European charities linked to left-wing and pro-Palestinian causes have raised an estimated €10 million ($14.5 million) to fund the flotilla. Many European politicians and members of the European Parliament as well as media outlets have expressed strong support for it in public. The flotilla has been organized from Britain and the main operational hub is in Greece.
Eight out of the ten vessels comprising the flotilla are European. They include the “Dignity” and the “Louise Michel” from France, the “Saoirse” (Gaelic for freedom) from Ireland, the “Stefano Chiarini” from Italy, the “Guernica” from Spain, the “Juliano” from Sweden, and two Greek cargo ships carrying 3,000 tons of supplies. The two other ships are the “Tahrir” from Canada and “The Audacity of Hope” from the United States.
The European Freedom Flotilla website has pooled information on flotilla campaigns in the various European countries. Some of these include: Belgium to Gaza, Free Gaza Denmark, Ship to Gaza Greece, Freedom Flotilla Italia, Ship to Gaza Netherlands, Ship to Gaza Norway, Free Gaza Scotland, Ship to Gaza Sweden, and so on.
Other pan-European groups directly or indirectly involved in the flotilla include the Brussels-based European Coordination of Committees and Associations for Palestine, the London-based Palestinian Return Center, and the Oslo-based European Network to Support Rights of Palestinian Prisoners.
Britain has hosted much of the organizing apparatus of the flotilla, which is being coordinated out of London by Mohammad Sawalha, a senior Muslim Brotherhood operative closely linked to Hamas and who was granted asylum by Britain in 1990.
Sawalha — together with Zaher Birawi, another Hamas activist living in Britain — is a director of Britain2Gaza, a coalition of left-wing and Islamist organizations participating in the flotilla that includes groups like: the British Muslim Initiative, the Friends of Al-Aqsa, the Palestinian Forum in Britain, the Palestine Solidarity Campaign, and the Stop the War Coalition. Sawalha is also the vice chairman of the European Campaign to End the Siege on Gaza, a British-based group that coordinates the Miles of Smiles land convoys to Gaza.
Britain is also home to the Boycott Israeli Goods Campaign, the Palestine Solidarity Campaign (which is working to “build a mass anti-Apartheid movement for Palestine”), Interpal, Freedom for Palestine, A Just Peace for Palestine, Stop Arming Israel, Oxford-Ramallah Friendship Association, Reading-Palestine Solidarity Campaign, Viva Palestina, Medical Aid for Palestinians, the Scottish-Palestine Solidarity Campaign, and many more.
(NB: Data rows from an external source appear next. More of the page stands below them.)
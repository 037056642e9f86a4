// Sideband
// Copyright (c) 2025 The Project Sideband Developers.
//
// This Source Code Form is subject to the terms of the Mozilla Public
// License, v. 2.0. If a copy of the MPL was not distributed with this
// file, You can obtain one at https://mozilla.org/MPL/2.0/.

//! Decoder for the FM Radio Data System (RDS and RDS2): from baseband MPX samples or raw
//! bitstreams down to structured per-group records.

#![warn(rust_2018_idioms)]
#![forbid(unsafe_code)]

pub mod block_sync;
pub mod channel;
pub mod decode;
pub mod demod;
pub mod group;
pub mod options;
pub mod output;
pub mod rft;
pub mod station;
pub mod tables;
pub mod text;

pub use channel::Channel;
pub use group::{Block, BlockNumber, Group, GroupType, Offset, Version};
pub use options::{Options, OutputType};

/// The RDS bit rate.
pub const BITS_PER_SECOND: f32 = 1187.5;

/// Minimum sensible sample rate to still have RDS below Nyquist.
pub const MINIMUM_SAMPLE_RATE_HZ: f32 = 128_000.0;

/// Upper bound for the input sample rate, set by the resampler's minimum ratio.
pub const MAXIMUM_SAMPLE_RATE_HZ: f32 = 40_000_000.0;

/// All MPX input is internally resampled to this rate.
pub const TARGET_SAMPLE_RATE_HZ: f32 = 171_000.0;

/// The block error rate is averaged over this many groups.
pub const NUM_BLER_AVERAGE_GROUPS: usize = 12;

/// Greatest supported upsampling ratio.
pub const MAX_RESAMPLE_RATIO: f32 = TARGET_SAMPLE_RATE_HZ / MINIMUM_SAMPLE_RATE_HZ;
British Foreign Secretary William Hague says the flotilla is unwise and has advised Britons not to participate in it. But he himself has contributed to the BDS campaign against Israel by his failure to honor a long-standing promise to amend British universal jurisdiction laws in a way that would make it safe for Israeli leaders to visit Britain without the risk of detention on frivolous allegations of war crimes.